La sécurité est un lent processus d’État, né de son devoir de nous protéger, mais ne saurait être garantie.

 

Imaginer que la sécurité puisse être un droit des citoyens est tout au plus un fantasme d’ancienne garde militaire. Déclarer solennellement les droits fondamentaux au sortir de la deuxième guerre mondiale, puis les traiter entre nations et, enfin, les signer n’ont pas empêché le sang de couler. Malgré tout, ces ratifications offrent à chacune et à chacun d’entre nous, quelque soit son statut et son niveau social, une référence universelle, écrite, enseignée et revendiquée à toute heure.

 

L’application de ces droits est-elle confiée aux États ? Oui. Les États, par les moyens de prévention et d’action, sont bien les gardiens et les détenteurs des Droits humains.

 

La respiration de ces droits est clairement étatique.
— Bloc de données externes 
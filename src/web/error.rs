//! HTTP error mapping.
//!
//! One responder type carries the whole error taxonomy so every handler maps
//! failures the same way. Authorization failures never reveal whether a
//! session exists.

use crate::session::SessionError;
use crate::transport::TransportError;
use axum::Json;
use axum::http::StatusCode;
use axum::response::{IntoResponse, Response};
use tracing::error;

/// Error surfaced to HTTP clients.
#[derive(Debug, thiserror::Error)]
pub enum ApiError {
    /// Malformed input, bad redirect target, traversal attempt
    #[error("{0}")]
    Validation(String),

    /// No valid login session
    #[error("authentication required")]
    Unauthenticated,

    /// Authenticated but not the owner / not an admin
    #[error("forbidden")]
    Forbidden,

    /// Unknown session or resource
    #[error("not found")]
    NotFound,

    /// Delete refused while transports are attached
    #[error("session has active connections")]
    Conflict,

    /// Polling transport dead; client must reconnect
    #[error("transport gone; reconnect")]
    Gone,

    /// Per-principal session cap reached
    #[error("session limit reached")]
    QuotaExceeded,

    /// Login attempts rate limited
    #[error("too many failed login attempts")]
    RateLimited,

    /// Agent or runtime unreachable during attach
    #[error("session backend unavailable")]
    Unavailable(String),

    /// Runtime or internal failure
    #[error("internal error")]
    Internal(String),
}

impl ApiError {
    fn status(&self) -> StatusCode {
        match self {
            ApiError::Validation(_) => StatusCode::BAD_REQUEST,
            ApiError::Unauthenticated => StatusCode::UNAUTHORIZED,
            ApiError::Forbidden => StatusCode::FORBIDDEN,
            ApiError::NotFound => StatusCode::NOT_FOUND,
            ApiError::Conflict => StatusCode::CONFLICT,
            ApiError::Gone => StatusCode::GONE,
            ApiError::QuotaExceeded | ApiError::RateLimited => StatusCode::TOO_MANY_REQUESTS,
            ApiError::Unavailable(_) => StatusCode::SERVICE_UNAVAILABLE,
            ApiError::Internal(_) => StatusCode::INTERNAL_SERVER_ERROR,
        }
    }
}

impl IntoResponse for ApiError {
    fn into_response(self) -> Response {
        let status = self.status();
        if status == StatusCode::INTERNAL_SERVER_ERROR {
            match &self {
                ApiError::Internal(detail) => error!("Internal error: {}", detail),
                other => error!("Internal error: {}", other),
            }
        }
        let body = Json(serde_json::json!({ "error": self.to_string() }));
        (status, body).into_response()
    }
}

impl From<SessionError> for ApiError {
    fn from(e: SessionError) -> Self {
        match e {
            SessionError::NotFound => ApiError::NotFound,
            SessionError::NotReady => ApiError::Unavailable("session is not ready".to_string()),
            SessionError::QuotaExceeded => ApiError::QuotaExceeded,
            SessionError::Ports(e) => ApiError::Internal(e.to_string()),
            SessionError::Runtime(e) => ApiError::Internal(e.to_string()),
            SessionError::Io(e) => ApiError::Internal(e.to_string()),
            SessionError::Owners(e) => ApiError::Internal(e.to_string()),
        }
    }
}

impl From<TransportError> for ApiError {
    fn from(e: TransportError) -> Self {
        match e {
            TransportError::Gone => ApiError::Gone,
            TransportError::ConnectTimeout => {
                ApiError::Unavailable("agent connect timed out".to_string())
            }
            TransportError::Upstream(e) => ApiError::Unavailable(e.to_string()),
            TransportError::Session(e) => e.into(),
        }
    }
}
L’aspiration, quant à elle, est citoyenne.

 

Respirer, aspirer. Rien de l’un sans l’autre. Veillons donc à ne pas asphyxier ni à hyperventiler notre démocratie. Maintenir son souffle, comme celui permettant à tout citoyen de recourir auprès de la Cour européenne des Droits de l’Homme contre son propre État. Ainsi, les Droits de l’Homme équilibrent le rapport des forces entre la personne et l’État.

 

Les Droits humains fondamentaux nous protègent mais ne nous épargnent pas. Ils n’ont pas la faculté de prolonger biologiquement nos vies ni d’empêcher des catastrophes naturelles de s’abattre sur nous et encore moins de nous contraindre à vivre sous cloche, à l’abri hypothétique de toute insécurité.

 

L’État ne peut pas mettre sous cloche protectrice ses citoyens et ses résidents sans corrompre son intrinsèque légitimité.

 

Eriger la sécurité en un droit présente un autre danger pour l’État : celui de produire du résultat coûte que coûte en abusant de son pouvoir. En effet, dans l’échelle de gravité des fléaux qui affectent notre humanité, la torture institutionnelle commise par des représentants d’État occupe le plus terrible des rangs. Les actes cruels, inhumains et dégradants défigurent nos semblables et l’humanité à laquelle nous appartenons. C’est pourquoi les tortionnaires (militaires et policiers) que j’ai rencontrés se sont autodétruits. Ils se sont enchaînés à leurs victimes dans les traumas de l’innommable, parfois jusqu’au suicide. Ceux-ci me confiaient souvent n’avoir pu déceler le piège qui s’était refermé sur eux. Celui qui produit l’étrange illusion de pouvoir sécuriser le monde à sa façon. Un monde apparemment sûr, mais qui, dans les situations ultra-sécurisées pour ne pas dire totalitaires, engendre en son sein des monstres inhumains, incontrôlables. L’État a beaucoup à faire pour prévenir et évaluer le comportement et les gestes de ses agents de sanction. Il ne peut pas se prémunir contre tous les dangers exogènes, volontaires ou non. L’État peut se défendre ou plutôt appeler à se défendre par nos engagements spontanés et notre ultime mobilisation militaire mais ne peut pas éviter que le malheur ne s’abatte sur lui, donc… sur nous.
La sécurité est un moyen. Et, dans les cas privés de sinistres, les dédommagements s’achètent avec un contrat privé appelé « police » – ça ne s’invente pas – d’assurance. Quelqu’un peut-il m’expliquer comment garantir le droit à la sécurité des membres d’une collectivité ? Sécuriser l’individu contre qui, contre quoi ? Contre un déchaînement meurtrier de la nature ? Contre les actes terroristes ? Lesquels ? Ceux opérés insidieusement par un membre de son pays, de sa communauté, de son quartier, de sa famille ?

 

La promesse d’un monde sécure ferait le jeu d’une idéologie surpuissante et déshumanisante. Le devoir et la conscience civiques des individus, citoyens ou pas, appellent, quant à eux, un vrai droit.

 

Un droit qui se gagne dès l’entrée en scolarité obligatoire : l’éducation !

 

Une éducation qui nous apprend à vivre ensemble, en toute égalité, avec auto-critique, multi-culturalité, transparence historique et ouverture sur le monde…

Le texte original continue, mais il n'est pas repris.